Action item:
Write out the data below exactly, from its first line to the line containing "use thiserror::Error;", that line included.

(Collected data entries)
▬▬▬▬▬▬

//! core::config
//!
//! Configuration schema and loading.
//!
//! # Precedence
//!
//! Values are resolved in this order (later overrides earlier):
//! 1. Built-in defaults (reproduce the `xcsh cloudstatus` docs layout)
//! 2. Config file
//! 3. CLI flags (not handled here)
//!
//! # Config Locations
//!
//! The first existing file wins:
//! 1. `--config <path>` (must exist)
//! 2. `$SPECDOCS_CONFIG` if set
//! 3. `./specdocs.toml`
//! 4. `$XDG_CONFIG_HOME/specdocs/config.toml`
//! 5. `~/.specdocs/config.toml`
//!
//! # Example
//!
//! ```no_run
//! use specdocs::core::config::Config;
//! use std::path::Path;
//!
//! let result = Config::load(None, Path::new(".")).unwrap();
//! let config = result.config;
//!
//! println!("Root command: {}", config.root_command());
//! println!("Output: {}", config.output().display());
//! ```

pub mod schema;

pub use schema::{FileConfig, NavConfig, PagesConfig};

use std::fs;
use std::io::Write;
use std::path::{Path, PathBuf};
use thiserror::Error;

use crate::core::naming::Naming;
use crate::core::spec::CommandPath;

/// Project config file name searched in the working directory.
pub const PROJECT_FILE: &str = "specdocs.toml";

/// Environment variable naming an explicit config file.
pub const CONFIG_ENV: &str = "SPECDOCS_CONFIG";

pub const DEFAULT_CLI_BINARY: &str = "./xcsh";
pub const DEFAULT_BINARY_NAME: &str = "xcsh";
pub const DEFAULT_ROOT_COMMAND: &str = "cloudstatus";
pub const DEFAULT_ROOT_LABEL: &str = "Cloud Status";
pub const DEFAULT_TEMPLATES: &str = "templates";
pub const DEFAULT_NAV_DOCUMENT: &str = "mkdocs.yml";
pub const DEFAULT_NAV_INDENT: usize = 4;
pub const DEFAULT_FALLBACK_HEADER: &str = "Commands";
pub const DEFAULT_KEYWORDS: &[&str] = &["xcsh", "F5", "F5 XC", "F5 Distributed Cloud"];
pub const DEFAULT_OVERVIEW_TEMPLATE: &str = "overview.md.j2";
pub const DEFAULT_GROUP_TEMPLATE: &str = "group.md.j2";
pub const DEFAULT_COMMAND_TEMPLATE: &str = "command.md.j2";

/// Errors from configuration operations.
#[derive(Debug, Error)]
pub enum ConfigError {
    #[error("failed to read config file '{path}': {source}")]
    ReadError {
        path: PathBuf,
        source: std::io::Error,
    },

    #[error("failed to parse config file '{path}': {message}")]
    ParseError { path: PathBuf, message: String },

    #[error("failed to write config file '{path}': {source}")]
    WriteError {
        path: PathBuf,
        source: std::io::Error,
    },

    #[error("config file '{0}' already exists")]
    AlreadyExists(PathBuf),

    #[error("config file '{0}' not found")]
    NotFound(PathBuf),

    #[error("invalid config value: {0}")]
    InvalidValue(String),
}

/// Warnings generated during config loading.
#[derive(Debug, Clone)]
pub struct ConfigWarning {
    /// The warning message.
    pub message: String,
    /// The path that triggered the warning.
    pub path: PathBuf,
}

/// Result of loading configuration.
#[derive(Debug)]
pub struct ConfigLoadResult {
    /// The loaded configuration.
    pub config: Config,
    /// Any warnings generated during loading.
    pub warnings: Vec<ConfigWarning>,
}

/// Loaded configuration with defaults applied through accessors.
#[derive(Debug, Clone, Default)]
pub struct Config {
    /// Values read from the config file (all optional)
    pub file: FileConfig,
    /// Path the file was loaded from, if any
    path: Option<PathBuf>,
}

impl Config {
    /// Build a config from already-parsed values.
    ///
    /// # Errors
    ///
    /// Returns `ConfigError::InvalidValue` if validation fails.
    pub fn from_file_config(file: FileConfig) -> Result<Self, ConfigError> {
        file.validate()?;
        Ok(Self { file, path: None })
    }

    /// Load configuration from the first existing location.
    ///
    /// Missing config files are not an error (defaults are used), except
    /// for an `explicit` path, which must exist.
    ///
    /// # Errors
    ///
    /// Returns an error if a config file exists but cannot be read, parsed
    /// or validated.
    pub fn load(explicit: Option<&Path>, cwd: &Path) -> Result<ConfigLoadResult, ConfigError> {
        let mut warnings = Vec::new();

        if let Some(path) = explicit {
            if !path.exists() {
                return Err(ConfigError::NotFound(path.to_path_buf()));
            }
            return Self::load_path(path, warnings);
        }

        if let Ok(path) = std::env::var(CONFIG_ENV) {
            let path = PathBuf::from(path);
            if path.exists() {
                return Self::load_path(&path, warnings);
            }
            warnings.push(ConfigWarning {
                message: format!("${} points to a missing file, ignoring it", CONFIG_ENV),
                path,
            });
        }

        for path in Self::search_paths(cwd) {
            if path.exists() {
                return Self::load_path(&path, warnings);
            }
        }

        Ok(ConfigLoadResult {
            config: Config::default(),
            warnings,
        })
    }

    /// Implicit search locations after the environment override.
    fn search_paths(cwd: &Path) -> Vec<PathBuf> {
        let mut paths = vec![cwd.join(PROJECT_FILE)];
        if let Ok(xdg_home) = std::env::var("XDG_CONFIG_HOME") {
            paths.push(PathBuf::from(xdg_home).join("specdocs/config.toml"));
        }
        if let Some(home) = dirs::home_dir() {
            paths.push(home.join(".specdocs/config.toml"));
        }
        paths
    }

    fn load_path(
        path: &Path,
        warnings: Vec<ConfigWarning>,
    ) -> Result<ConfigLoadResult, ConfigError> {
        let file = Self::read_config(path)?;
        file.validate()?;
        Ok(ConfigLoadResult {
            config: Config {
                file,
                path: Some(path.to_path_buf()),
            },
            warnings,
        })
    }

    /// Read and parse a config file.
    fn read_config(path: &Path) -> Result<FileConfig, ConfigError> {
        let contents = fs::read_to_string(path).map_err(|e| ConfigError::ReadError {
            path: path.to_path_buf(),
            source: e,
        })?;

        toml::from_str(&contents).map_err(|e| ConfigError::ParseError {
            path: path.to_path_buf(),
            message: e.to_string(),
        })
    }

    /// Write a config file with every value spelled out.
    ///
    /// Refuses to overwrite an existing file unless `force` is set.
    pub fn write_default(path: &Path, force: bool) -> Result<(), ConfigError> {
        if path.exists() && !force {
            return Err(ConfigError::AlreadyExists(path.to_path_buf()));
        }
        Self::write_config_atomic(path, &Config::default().effective())
    }

    /// Write a config file atomically.
    fn write_config_atomic(path: &Path, config: &FileConfig) -> Result<(), ConfigError> {
        // Ensure parent directory exists
        if let Some(parent) = path.parent().filter(|p| !p.as_os_str().is_empty()) {
            fs::create_dir_all(parent).map_err(|e| ConfigError::WriteError {
                path: path.to_path_buf(),
                source: e,
            })?;
        }

        let contents =
            toml::to_string_pretty(config).map_err(|e| ConfigError::InvalidValue(e.to_string()))?;

        // Hidden temp file in the same directory (for atomic rename)
        let file_name = path
            .file_name()
            .map(|n| n.to_string_lossy().into_owned())
            .unwrap_or_default();
        let temp_path = path.with_file_name(format!(".{}.specdocs-tmp", file_name));
        let mut file = fs::File::create(&temp_path).map_err(|e| ConfigError::WriteError {
            path: temp_path.clone(),
            source: e,
        })?;

        file.write_all(contents.as_bytes())
            .map_err(|e| ConfigError::WriteError {
                path: temp_path.clone(),
                source: e,
            })?;

        file.sync_all().map_err(|e| ConfigError::WriteError {
            path: temp_path.clone(),
            source: e,
        })?;

        fs::rename(&temp_path, path).map_err(|e| ConfigError::WriteError {
            path: path.to_path_buf(),
            source: e,
        })?;

        Ok(())
    }

    /// Every setting with defaults filled in.
    pub fn effective(&self) -> FileConfig {
        FileConfig {
            cli_binary: Some(self.cli_binary()),
            binary_name: Some(self.binary_name().to_string()),
            root_command: Some(self.root_command().joined()),
            root_label: Some(self.root_label()),
            output: Some(self.output()),
            templates: Some(self.templates()),
            page_root: Some(self.page_root()),
            keywords: Some(self.keywords()),
            acronyms: Some(self.file.acronyms.clone().unwrap_or_default()),
            nav: Some(NavConfig {
                document: Some(self.nav_document()),
                label: Some(self.nav_label()),
                indent: Some(self.nav_indent()),
                fallback_header: Some(self.fallback_header().to_string()),
                strict_depth: Some(self.strict_depth()),
            }),
            pages: Some(PagesConfig {
                overview: Some(self.overview_template().to_string()),
                group: Some(self.group_template().to_string()),
                command: Some(self.command_template().to_string()),
            }),
        }
    }

    // =========================================================================
    // Accessor methods with defaults
    // =========================================================================

    pub fn cli_binary(&self) -> PathBuf {
        self.file
            .cli_binary
            .clone()
            .unwrap_or_else(|| PathBuf::from(DEFAULT_CLI_BINARY))
    }

    pub fn binary_name(&self) -> &str {
        self.file
            .binary_name
            .as_deref()
            .unwrap_or(DEFAULT_BINARY_NAME)
    }

    /// The documented root command.
    ///
    /// Falls back to the default when the configured value does not parse;
    /// `validate` rejects such files before they get here.
    pub fn root_command(&self) -> CommandPath {
        self.file
            .root_command
            .as_deref()
            .and_then(|r| CommandPath::parse(r).ok())
            .unwrap_or_else(|| CommandPath::literal(DEFAULT_ROOT_COMMAND))
    }

    /// Root label. Defaults to `Cloud Status` for the default root,
    /// whether or not it was named explicitly, otherwise to the humanized
    /// root name.
    pub fn root_label(&self) -> String {
        if let Some(label) = &self.file.root_label {
            return label.clone();
        }
        let root = self.root_command();
        if root == CommandPath::literal(DEFAULT_ROOT_COMMAND) {
            DEFAULT_ROOT_LABEL.to_string()
        } else {
            self.naming().humanize(root.name())
        }
    }

    /// Output directory. Defaults to `docs/commands/<root path>`.
    pub fn output(&self) -> PathBuf {
        self.file.output.clone().unwrap_or_else(|| {
            let mut path = PathBuf::from("docs/commands");
            path.extend(self.root_command().segments());
            path
        })
    }

    pub fn templates(&self) -> PathBuf {
        self.file
            .templates
            .clone()
            .unwrap_or_else(|| PathBuf::from(DEFAULT_TEMPLATES))
    }

    /// Site path prefix. Defaults to `commands/<root path>`.
    pub fn page_root(&self) -> String {
        self.file
            .page_root
            .clone()
            .unwrap_or_else(|| format!("commands/{}", self.root_command().segments().join("/")))
    }

    pub fn keywords(&self) -> Vec<String> {
        self.file
            .keywords
            .clone()
            .unwrap_or_else(|| DEFAULT_KEYWORDS.iter().map(|k| k.to_string()).collect())
    }

    /// Acronym table: built-ins plus configured extras.
    pub fn naming(&self) -> Naming {
        let mut naming = Naming::default();
        if let Some(extra) = &self.file.acronyms {
            naming.extend(extra);
        }
        naming
    }

    fn nav(&self) -> Option<&NavConfig> {
        self.file.nav.as_ref()
    }

    pub fn nav_document(&self) -> PathBuf {
        self.nav()
            .and_then(|n| n.document.clone())
            .unwrap_or_else(|| PathBuf::from(DEFAULT_NAV_DOCUMENT))
    }

    /// Owned section label. Defaults to the root label.
    pub fn nav_label(&self) -> String {
        self.nav()
            .and_then(|n| n.label.clone())
            .unwrap_or_else(|| self.root_label())
    }

    pub fn nav_indent(&self) -> usize {
        self.nav()
            .and_then(|n| n.indent)
            .unwrap_or(DEFAULT_NAV_INDENT)
    }

    pub fn fallback_header(&self) -> &str {
        self.nav()
            .and_then(|n| n.fallback_header.as_deref())
            .unwrap_or(DEFAULT_FALLBACK_HEADER)
    }

    pub fn strict_depth(&self) -> bool {
        self.nav().and_then(|n| n.strict_depth).unwrap_or(false)
    }

    fn pages(&self) -> Option<&PagesConfig> {
        self.file.pages.as_ref()
    }

    pub fn overview_template(&self) -> &str {
        self.pages()
            .and_then(|p| p.overview.as_deref())
            .unwrap_or(DEFAULT_OVERVIEW_TEMPLATE)
    }

    pub fn group_template(&self) -> &str {
        self.pages()
            .and_then(|p| p.group.as_deref())
            .unwrap_or(DEFAULT_GROUP_TEMPLATE)
    }

    pub fn command_template(&self) -> &str {
        self.pages()
            .and_then(|p| p.command.as_deref())
            .unwrap_or(DEFAULT_COMMAND_TEMPLATE)
    }

    /// Get the path the config was loaded from.
    pub fn loaded_from(&self) -> Option<&Path> {
        self.path.as_deref()
    }
}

▬▬▬▬▬▬

Completed exercise:
//! core::config
//!
//! Configuration schema and loading.
//!
//! # Precedence
//!
//! Values are resolved in this order (later overrides earlier):
//! 1. Built-in defaults (reproduce the `xcsh cloudstatus` docs layout)
//! 2. Config file
//! 3. CLI flags (not handled here)
//!
//! # Config Locations
//!
//! The first existing file wins:
//! 1. `--config <path>` (must exist)
//! 2. `$SPECDOCS_CONFIG` if set
//! 3. `./specdocs.toml`
//! 4. `$XDG_CONFIG_HOME/specdocs/config.toml`
//! 5. `~/.specdocs/config.toml`
//!
//! # Example
//!
//! ```no_run
//! use specdocs::core::config::Config;
//! use std::path::Path;
//!
//! let result = Config::load(None, Path::new(".")).unwrap();
//! let config = result.config;
//!
//! println!("Root command: {}", config.root_command());
//! println!("Output: {}", config.output().display());
//! ```

pub mod schema;

pub use schema::{FileConfig, NavConfig, PagesConfig};

use std::fs;
use std::io::Write;
use std::path::{Path, PathBuf};
use thiserror::Error;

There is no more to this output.